FAPI WG Meeting Notes (2020-10-21)
- Date & Time: 2020-10-21 14:00 UTC
- Location: GoToMeeting https://global.gotomeeting.com/join/321819862
- Note URI: https://bitbucket.org/openid/fapi/wiki/edit/FAPI_Meeting_Notes_2020-09-30_Atlantic
- 1. Roll Call
- 2. Adoption of Agenda (Nat)
- 3. Events
- 4. External Organizations
- 5. PRs (Dave/Nat)
- 6. Drafts progress
- 7. Issues (Dave/Nat)
- 8. AOB
The meeting was called to order at 14:03 UTC.
- Attending: Nat, Kosuke, Don, Ralph, Daniel, Joseph, Stuart, Brian, Francis, Steiner Dave, Brian, Bjorn, Dave, Dima
- External Orgs
It is going on this week.
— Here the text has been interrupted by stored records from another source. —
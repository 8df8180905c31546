//! Environmental readings
//!
//! A `Reading` can only be produced by the [`ReadingValidator`](crate::ReadingValidator),
//! so every present numeric field is known to lie inside its declared range.

use chrono::{DateTime, Utc};
use serde::{Deserialize, Serialize};
use std::fmt;
use uuid::Uuid;

/// Closed interval a numeric reading field must fall in.
#[derive(Debug, Clone, Copy, PartialEq, Serialize, Deserialize)]
pub struct AllowedRange {
    /// Inclusive lower bound
    pub min: f64,
    /// Inclusive upper bound
    pub max: f64,
}

impl AllowedRange {
    /// Create a new closed range
    pub const fn new(min: f64, max: f64) -> Self {
        Self { min, max }
    }

    /// Check whether `value` lies inside the range (bounds included)
    pub fn contains(&self, value: f64) -> bool {
        value >= self.min && value <= self.max
    }
}

impl fmt::Display for AllowedRange {
    fn fmt(&self, f: &mut fmt::Formatter<'_>) -> fmt::Result {
        write!(f, "[{}, {}]", self.min, self.max)
    }
}

/// Temperature in degrees Celsius
pub const TEMPERATURE_RANGE: AllowedRange = AllowedRange::new(-50.0, 60.0);
/// Relative humidity in percent
pub const HUMIDITY_RANGE: AllowedRange = AllowedRange::new(0.0, 100.0);
/// PM2.5 in micrograms per cubic metre
pub const PM25_RANGE: AllowedRange = AllowedRange::new(0.0, 500.0);
/// CO2 concentration in ppm
pub const CO2_RANGE: AllowedRange = AllowedRange::new(300.0, 5000.0);
/// Audio level in dB
pub const AUDIO_LEVEL_RANGE: AllowedRange = AllowedRange::new(0.0, 1000.0);
/// Vibration intensity
pub const VIBRATION_RANGE: AllowedRange = AllowedRange::new(0.0, 500.0);

/// One validated environmental sample.
///
/// Fields are private: a reading is immutable once the validator has built it.
#[derive(Debug, Clone, PartialEq, Serialize)]
#[serde(rename_all = "camelCase")]
pub struct Reading {
    id: Uuid,
    timestamp: DateTime<Utc>,
    #[serde(skip_serializing_if = "Option::is_none")]
    temperature: Option<f64>,
    #[serde(skip_serializing_if = "Option::is_none")]
    humidity: Option<f64>,
    #[serde(skip_serializing_if = "Option::is_none")]
    pm25: Option<f64>,
    #[serde(skip_serializing_if = "Option::is_none")]
    co2: Option<f64>,
    #[serde(skip_serializing_if = "Option::is_none")]
    audio_level: Option<f64>,
    #[serde(skip_serializing_if = "Option::is_none")]
    vibration: Option<f64>,
    #[serde(skip_serializing_if = "Option::is_none")]
    device_id: Option<String>,
    #[serde(skip_serializing_if = "Option::is_none")]
    location: Option<String>,
}

/// Measured fields of a reading, before identity is assigned.
#[derive(Debug, Clone, Default, PartialEq)]
pub(crate) struct Measurements {
    pub temperature: Option<f64>,
    pub humidity: Option<f64>,
    pub pm25: Option<f64>,
    pub co2: Option<f64>,
    pub audio_level: Option<f64>,
    pub vibration: Option<f64>,
    pub device_id: Option<String>,
    pub location: Option<String>,
}

impl Reading {
    pub(crate) fn from_measurements(m: Measurements, id: Uuid, timestamp: DateTime<Utc>) -> Self {
        Self {
            id,
            timestamp,
            temperature: m.temperature,
            humidity: m.humidity,
            pm25: m.pm25,
            co2: m.co2,
            audio_level: m.audio_level,
            vibration: m.vibration,
            device_id: m.device_id,
            location: m.location,
        }
    }

    /// Unique reading identifier
    pub fn id(&self) -> Uuid {
        self.id
    }

    /// Instant the reading was received
    pub fn timestamp(&self) -> DateTime<Utc> {
        self.timestamp
    }

    /// Temperature in Celsius (optional)
    pub fn temperature(&self) -> Option<f64> {
        self.temperature
    }

    /// Humidity percentage (optional)
    pub fn humidity(&self) -> Option<f64> {
        self.humidity
    }

    /// PM2.5 concentration (optional)
    pub fn pm25(&self) -> Option<f64> {
        self.pm25
    }

    /// CO2 in ppm (optional)
    pub fn co2(&self) -> Option<f64> {
        self.co2
    }

    /// Audio level in dB (optional, not scored)
    pub fn audio_level(&self) -> Option<f64> {
        self.audio_level
    }

    /// Vibration intensity (optional, not scored)
    pub fn vibration(&self) -> Option<f64> {
        self.vibration
    }

    /// Reporting device identifier
    pub fn device_id(&self) -> Option<&str> {
        self.device_id.as_deref()
    }

    /// Location name
    pub fn location(&self) -> Option<&str> {
        self.location.as_deref()
    }

    /// Resolve absent scored fields to their documented defaults
    pub fn resolved(&self) -> ResolvedConditions {
        ResolvedConditions {
            temperature: self.temperature.unwrap_or(ResolvedConditions::DEFAULT_TEMPERATURE),
            humidity: self.humidity.unwrap_or(ResolvedConditions::DEFAULT_HUMIDITY),
            pm25: self.pm25.unwrap_or(ResolvedConditions::DEFAULT_PM25),
            co2: self.co2.unwrap_or(ResolvedConditions::DEFAULT_CO2),
        }
    }
}

/// The four scored inputs with defaults substituted.
#[derive(Debug, Clone, Copy, PartialEq)]
pub struct ResolvedConditions {
    /// Temperature in Celsius
    pub temperature: f64,
    /// Humidity percentage
    pub humidity: f64,
    /// PM2.5 concentration
    pub pm25: f64,
    /// CO2 in ppm
    pub co2: f64,
}

impl ResolvedConditions {
    /// Default temperature when absent
    pub const DEFAULT_TEMPERATURE: f64 = 22.0;
    /// Default humidity when absent
    pub const DEFAULT_HUMIDITY: f64 = 60.0;
    /// Default PM2.5 when absent
    pub const DEFAULT_PM25: f64 = 25.0;
    /// Default CO2 when absent
    pub const DEFAULT_CO2: f64 = 400.0;
}

impl Default for ResolvedConditions {
    fn default() -> Self {
        Self {
            temperature: Self::DEFAULT_TEMPERATURE,
            humidity: Self::DEFAULT_HUMIDITY,
            pm25: Self::DEFAULT_PM25,
            co2: Self::DEFAULT_CO2,
        }
    }
}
Lots of sessions around decentralized identity.
You are not required to register for the workshop as a presenter but welcome to do so: https://www.eventbrite.com/e/openid-foundation-virtual-workshop-tickets-121075932373 This is a direct link to the virtual workshop session: https://global.gotomeeting.com/join/825700629
Workshop will provide workgroups progress and summaries of activities.
There will be Keynote focused on FAPI with panelists (Nat Sakimura, Don Cardinal, Anoop Saxena)
Will be on 10/28-10/29, mostly about distributed decentralized identity
New name: openFinance API Framework SUBSCRIBE TO OPENFINANCE PUBLICATIONS
There was a meeting to discuss draft which was attended by one person.
- Treasury is taking over Rule’s responsibility from the ACCC and some of the registers components.
- Daniel MaAuliffe- OpenBanking Product owner inside the Treasury seems to be listening.
- The big four mentoring meeting - doesn’t look like any of them will meet 100% of the requirements for November deadline. * There are exemptions until Feb 2021 for PAR
- Intuit is officially a data recipient by ACCC - requires (ASAE) 3150
- Only a 5th bank - Rachel Australia Bank will meet requirements
- There's consultation on the next round of rules that's going to alleviate or soften the accreditation.
- May draft an open letter to them.
- No updates
- pull request #199
- editorial / accepted
- pull request #200 regarding returning PII in ID Token
- Encryption is not encourages, claims can be returned in the back channel
- Encryption is abd for third parties
- Change to "should not return PII in ID Token, but if you do, then you should encrypt"
- pull request #198 - unclear TLS ciphersuites language
- Joseph concerned about new text.
- BCP195 had recommended and permitted ciphers
- Don’t want to allow not permitted ciphers
- Old text allows only BCP195 permitted ciphers whereas new text allows non-permitted ciphers.
- Old disability/accessibility software may be using old ciphers which will limit their access.
- To be continued...
- pull request #197 - added BCP195 reference links
#329- Rename FAPI Titles
- Most support for changing to Part 1: Baseline and Part 2: Advanced
- Keeping "Part 1" and "Part 2" since they will be submitted to ISO which will require putting these in the titles
- Daniel concerned that Part 1 Advanced is closer to FAPI 2.0 Baseline
- pull request #163 - mix-up mitigation
- Not sure whether to go with isser parameter or new mechanism
- OAuth WG proposing mix-up mitigation proposal draft
- Can either standardize at OAuth or FAPI WGs
- issue #330 - potentially misleading language WRT JWT ATs - language is confusing
- Suggested removing "opaque"
- Intent is tat AT is not to be consumed by clients
- remove "opaque" and reword note, make it similiar to RFC 6749 language that AT is usually opaque to clients
- Need to bring in more reviewers.
- Main sticking point is signatures. #309.
- ETSI and OBIE discussion is relevant.
A lengthy discussion on how to test. The discussion to be continued.
The meeting was adjourned at 15:00 UTC.